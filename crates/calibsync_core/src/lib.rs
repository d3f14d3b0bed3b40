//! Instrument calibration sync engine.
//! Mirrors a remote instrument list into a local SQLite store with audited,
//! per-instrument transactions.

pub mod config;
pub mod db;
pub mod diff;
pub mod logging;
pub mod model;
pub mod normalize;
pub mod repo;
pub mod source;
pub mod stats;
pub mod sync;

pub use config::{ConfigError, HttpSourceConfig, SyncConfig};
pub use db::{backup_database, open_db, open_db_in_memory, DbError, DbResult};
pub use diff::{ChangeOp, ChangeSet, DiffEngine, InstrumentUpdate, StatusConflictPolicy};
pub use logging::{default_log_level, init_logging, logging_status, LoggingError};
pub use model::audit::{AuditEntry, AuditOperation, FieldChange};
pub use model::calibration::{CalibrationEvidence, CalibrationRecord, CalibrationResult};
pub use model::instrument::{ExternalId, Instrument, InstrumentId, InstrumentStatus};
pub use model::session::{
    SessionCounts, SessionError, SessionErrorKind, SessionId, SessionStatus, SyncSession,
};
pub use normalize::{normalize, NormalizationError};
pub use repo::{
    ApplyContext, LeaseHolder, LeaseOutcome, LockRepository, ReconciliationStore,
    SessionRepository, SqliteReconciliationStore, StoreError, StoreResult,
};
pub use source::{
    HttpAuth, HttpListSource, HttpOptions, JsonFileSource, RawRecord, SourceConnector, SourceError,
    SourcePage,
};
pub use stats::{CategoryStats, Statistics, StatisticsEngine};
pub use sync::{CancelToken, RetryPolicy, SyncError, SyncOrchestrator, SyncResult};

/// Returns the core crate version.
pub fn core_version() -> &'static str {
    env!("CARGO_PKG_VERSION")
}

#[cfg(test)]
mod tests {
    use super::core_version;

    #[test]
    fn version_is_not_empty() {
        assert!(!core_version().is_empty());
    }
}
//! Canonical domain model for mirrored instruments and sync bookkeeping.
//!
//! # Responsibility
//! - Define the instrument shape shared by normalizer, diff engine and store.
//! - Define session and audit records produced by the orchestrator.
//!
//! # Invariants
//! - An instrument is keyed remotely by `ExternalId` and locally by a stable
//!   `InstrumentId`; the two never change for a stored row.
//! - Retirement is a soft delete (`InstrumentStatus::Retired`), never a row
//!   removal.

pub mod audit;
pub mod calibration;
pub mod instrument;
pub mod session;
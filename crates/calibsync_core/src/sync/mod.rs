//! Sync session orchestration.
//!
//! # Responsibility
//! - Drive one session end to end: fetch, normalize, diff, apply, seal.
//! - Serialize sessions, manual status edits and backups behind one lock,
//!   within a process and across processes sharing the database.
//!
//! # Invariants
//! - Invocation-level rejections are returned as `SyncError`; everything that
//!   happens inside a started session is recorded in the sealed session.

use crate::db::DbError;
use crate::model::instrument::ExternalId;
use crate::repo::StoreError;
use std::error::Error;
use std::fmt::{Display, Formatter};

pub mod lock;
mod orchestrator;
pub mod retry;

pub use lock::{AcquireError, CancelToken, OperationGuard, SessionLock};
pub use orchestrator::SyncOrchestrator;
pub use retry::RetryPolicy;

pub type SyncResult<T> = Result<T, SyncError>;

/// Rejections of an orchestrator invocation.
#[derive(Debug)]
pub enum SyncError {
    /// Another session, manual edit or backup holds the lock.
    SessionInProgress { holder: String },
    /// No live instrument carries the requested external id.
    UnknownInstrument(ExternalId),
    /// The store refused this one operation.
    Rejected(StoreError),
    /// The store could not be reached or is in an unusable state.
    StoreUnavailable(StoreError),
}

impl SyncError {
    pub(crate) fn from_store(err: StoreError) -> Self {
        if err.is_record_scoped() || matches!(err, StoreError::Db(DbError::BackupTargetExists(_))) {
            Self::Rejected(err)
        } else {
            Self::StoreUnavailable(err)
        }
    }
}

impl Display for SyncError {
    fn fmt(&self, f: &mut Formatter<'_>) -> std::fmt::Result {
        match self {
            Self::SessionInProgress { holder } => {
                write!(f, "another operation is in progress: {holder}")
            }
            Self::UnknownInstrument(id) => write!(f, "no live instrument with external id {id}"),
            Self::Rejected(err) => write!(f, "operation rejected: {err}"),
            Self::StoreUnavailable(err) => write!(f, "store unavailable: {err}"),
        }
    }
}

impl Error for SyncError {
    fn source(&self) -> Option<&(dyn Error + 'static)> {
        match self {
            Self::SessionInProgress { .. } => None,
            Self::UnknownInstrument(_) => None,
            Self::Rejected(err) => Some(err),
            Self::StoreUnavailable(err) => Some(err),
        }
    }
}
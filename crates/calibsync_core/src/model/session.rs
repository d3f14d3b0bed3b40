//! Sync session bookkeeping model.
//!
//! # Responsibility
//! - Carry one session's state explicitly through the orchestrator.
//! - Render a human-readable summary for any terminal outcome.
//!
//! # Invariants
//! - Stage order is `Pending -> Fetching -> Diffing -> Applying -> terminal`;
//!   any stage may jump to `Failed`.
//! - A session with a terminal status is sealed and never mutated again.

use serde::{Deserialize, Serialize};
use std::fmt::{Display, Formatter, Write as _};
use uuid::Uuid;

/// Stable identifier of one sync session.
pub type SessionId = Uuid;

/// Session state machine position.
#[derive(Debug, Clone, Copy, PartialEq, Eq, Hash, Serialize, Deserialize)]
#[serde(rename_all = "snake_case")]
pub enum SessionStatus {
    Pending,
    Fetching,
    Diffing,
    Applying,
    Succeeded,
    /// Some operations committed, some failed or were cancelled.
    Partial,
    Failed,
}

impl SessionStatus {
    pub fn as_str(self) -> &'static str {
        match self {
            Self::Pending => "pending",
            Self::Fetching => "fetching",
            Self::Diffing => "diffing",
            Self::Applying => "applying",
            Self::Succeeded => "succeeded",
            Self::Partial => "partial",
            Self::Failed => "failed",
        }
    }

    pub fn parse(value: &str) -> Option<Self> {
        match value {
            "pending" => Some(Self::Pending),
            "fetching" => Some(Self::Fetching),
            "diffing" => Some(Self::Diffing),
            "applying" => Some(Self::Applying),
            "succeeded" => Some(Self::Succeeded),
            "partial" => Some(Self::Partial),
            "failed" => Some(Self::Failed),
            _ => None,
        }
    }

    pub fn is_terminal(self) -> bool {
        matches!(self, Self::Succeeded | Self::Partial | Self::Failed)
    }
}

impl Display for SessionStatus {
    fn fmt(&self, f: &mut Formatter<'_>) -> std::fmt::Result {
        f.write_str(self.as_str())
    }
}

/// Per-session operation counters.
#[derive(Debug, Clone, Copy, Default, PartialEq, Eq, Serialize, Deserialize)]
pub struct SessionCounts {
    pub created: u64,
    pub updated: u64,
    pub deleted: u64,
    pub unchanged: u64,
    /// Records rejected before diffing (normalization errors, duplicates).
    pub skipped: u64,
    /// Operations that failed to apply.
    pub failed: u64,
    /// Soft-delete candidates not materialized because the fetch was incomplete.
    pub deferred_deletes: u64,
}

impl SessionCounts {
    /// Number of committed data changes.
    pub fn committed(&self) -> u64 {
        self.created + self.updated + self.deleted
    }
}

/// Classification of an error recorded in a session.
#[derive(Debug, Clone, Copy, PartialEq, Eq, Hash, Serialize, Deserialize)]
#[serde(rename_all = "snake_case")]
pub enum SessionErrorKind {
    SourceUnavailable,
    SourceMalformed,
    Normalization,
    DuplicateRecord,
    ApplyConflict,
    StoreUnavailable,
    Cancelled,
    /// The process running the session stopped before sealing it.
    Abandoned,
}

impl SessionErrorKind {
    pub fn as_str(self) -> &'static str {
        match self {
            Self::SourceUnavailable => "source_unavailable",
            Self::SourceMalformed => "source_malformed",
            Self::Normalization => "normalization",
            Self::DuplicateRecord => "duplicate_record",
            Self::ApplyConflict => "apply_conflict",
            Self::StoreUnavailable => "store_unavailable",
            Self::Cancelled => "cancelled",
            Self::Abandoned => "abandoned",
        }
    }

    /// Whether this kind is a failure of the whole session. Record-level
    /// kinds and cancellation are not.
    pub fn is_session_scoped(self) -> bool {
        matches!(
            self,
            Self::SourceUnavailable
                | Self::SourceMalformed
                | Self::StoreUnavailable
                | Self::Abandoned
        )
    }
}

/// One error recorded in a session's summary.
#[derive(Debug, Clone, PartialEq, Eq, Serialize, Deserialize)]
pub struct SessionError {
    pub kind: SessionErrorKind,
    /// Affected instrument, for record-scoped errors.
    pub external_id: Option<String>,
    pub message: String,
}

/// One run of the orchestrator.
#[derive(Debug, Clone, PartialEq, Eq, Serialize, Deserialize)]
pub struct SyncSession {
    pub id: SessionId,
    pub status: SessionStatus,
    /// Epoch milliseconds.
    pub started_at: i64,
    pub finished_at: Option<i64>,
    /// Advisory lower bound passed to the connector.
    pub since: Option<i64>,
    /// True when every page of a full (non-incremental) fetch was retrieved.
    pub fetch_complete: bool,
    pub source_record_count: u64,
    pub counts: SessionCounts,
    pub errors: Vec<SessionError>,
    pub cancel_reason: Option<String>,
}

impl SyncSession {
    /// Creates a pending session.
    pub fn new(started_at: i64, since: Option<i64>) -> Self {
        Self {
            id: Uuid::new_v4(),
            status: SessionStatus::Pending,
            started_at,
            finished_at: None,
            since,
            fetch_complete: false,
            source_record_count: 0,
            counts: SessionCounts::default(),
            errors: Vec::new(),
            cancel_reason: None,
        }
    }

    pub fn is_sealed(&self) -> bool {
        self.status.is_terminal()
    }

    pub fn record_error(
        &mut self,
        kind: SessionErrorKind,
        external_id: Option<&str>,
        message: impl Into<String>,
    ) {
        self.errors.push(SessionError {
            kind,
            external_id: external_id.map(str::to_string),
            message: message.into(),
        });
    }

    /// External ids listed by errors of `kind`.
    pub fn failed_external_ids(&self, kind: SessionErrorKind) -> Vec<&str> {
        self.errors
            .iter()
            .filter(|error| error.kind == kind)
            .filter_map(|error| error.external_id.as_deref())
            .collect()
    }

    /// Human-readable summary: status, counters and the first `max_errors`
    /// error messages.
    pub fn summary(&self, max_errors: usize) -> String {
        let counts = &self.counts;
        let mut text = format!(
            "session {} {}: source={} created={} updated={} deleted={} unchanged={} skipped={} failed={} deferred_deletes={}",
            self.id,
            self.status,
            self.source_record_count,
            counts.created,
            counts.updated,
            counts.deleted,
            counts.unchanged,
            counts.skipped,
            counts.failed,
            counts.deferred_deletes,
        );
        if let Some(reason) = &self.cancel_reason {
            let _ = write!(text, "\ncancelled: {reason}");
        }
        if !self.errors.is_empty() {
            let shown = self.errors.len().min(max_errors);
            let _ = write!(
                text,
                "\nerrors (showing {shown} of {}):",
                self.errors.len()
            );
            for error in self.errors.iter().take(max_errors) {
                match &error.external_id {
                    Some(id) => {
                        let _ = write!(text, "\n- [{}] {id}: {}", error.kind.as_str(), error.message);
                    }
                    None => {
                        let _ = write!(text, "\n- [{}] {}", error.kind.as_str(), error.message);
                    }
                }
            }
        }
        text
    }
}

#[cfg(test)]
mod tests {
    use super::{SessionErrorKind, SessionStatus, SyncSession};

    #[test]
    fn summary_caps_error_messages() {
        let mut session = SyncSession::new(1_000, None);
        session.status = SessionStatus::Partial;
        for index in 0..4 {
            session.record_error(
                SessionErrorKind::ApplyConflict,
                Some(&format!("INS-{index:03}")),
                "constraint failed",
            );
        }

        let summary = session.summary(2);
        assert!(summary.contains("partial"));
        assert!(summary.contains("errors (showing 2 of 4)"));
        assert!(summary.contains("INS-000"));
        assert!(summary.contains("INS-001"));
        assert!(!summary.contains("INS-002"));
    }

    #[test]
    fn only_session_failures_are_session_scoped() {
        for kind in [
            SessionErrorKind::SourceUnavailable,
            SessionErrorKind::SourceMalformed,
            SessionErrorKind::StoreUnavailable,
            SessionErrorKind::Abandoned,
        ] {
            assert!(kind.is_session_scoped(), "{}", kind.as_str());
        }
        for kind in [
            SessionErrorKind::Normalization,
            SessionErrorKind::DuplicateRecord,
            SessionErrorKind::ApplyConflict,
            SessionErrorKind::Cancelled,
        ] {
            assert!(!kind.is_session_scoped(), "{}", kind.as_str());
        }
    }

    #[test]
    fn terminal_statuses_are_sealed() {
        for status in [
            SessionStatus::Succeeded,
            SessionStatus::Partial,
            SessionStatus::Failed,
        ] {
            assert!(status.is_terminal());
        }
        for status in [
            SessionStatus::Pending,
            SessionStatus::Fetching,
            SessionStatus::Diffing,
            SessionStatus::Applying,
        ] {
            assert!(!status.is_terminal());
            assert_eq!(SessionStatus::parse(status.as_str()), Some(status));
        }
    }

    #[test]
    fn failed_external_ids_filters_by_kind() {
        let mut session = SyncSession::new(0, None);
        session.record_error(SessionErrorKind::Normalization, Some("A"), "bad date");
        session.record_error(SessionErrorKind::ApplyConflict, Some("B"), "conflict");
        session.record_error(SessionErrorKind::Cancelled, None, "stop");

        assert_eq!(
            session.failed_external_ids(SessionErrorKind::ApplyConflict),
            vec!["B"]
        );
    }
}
-- -- --
PROBLEM →
Set down only the lines above that fall between the line holding "use std::error::Error;" and the line holding "pub enum SyncError", inclusive, keeping each exact.

RESPONSE TO THIS EXERCISE →
use std::error::Error;
use std::fmt::{Display, Formatter};

pub mod lock;
mod orchestrator;
pub mod retry;

pub use lock::{AcquireError, CancelToken, OperationGuard, SessionLock};
pub use orchestrator::SyncOrchestrator;
pub use retry::RetryPolicy;

pub type SyncResult<T> = Result<T, SyncError>;

/// Rejections of an orchestrator invocation.
#[derive(Debug)]
pub enum SyncError {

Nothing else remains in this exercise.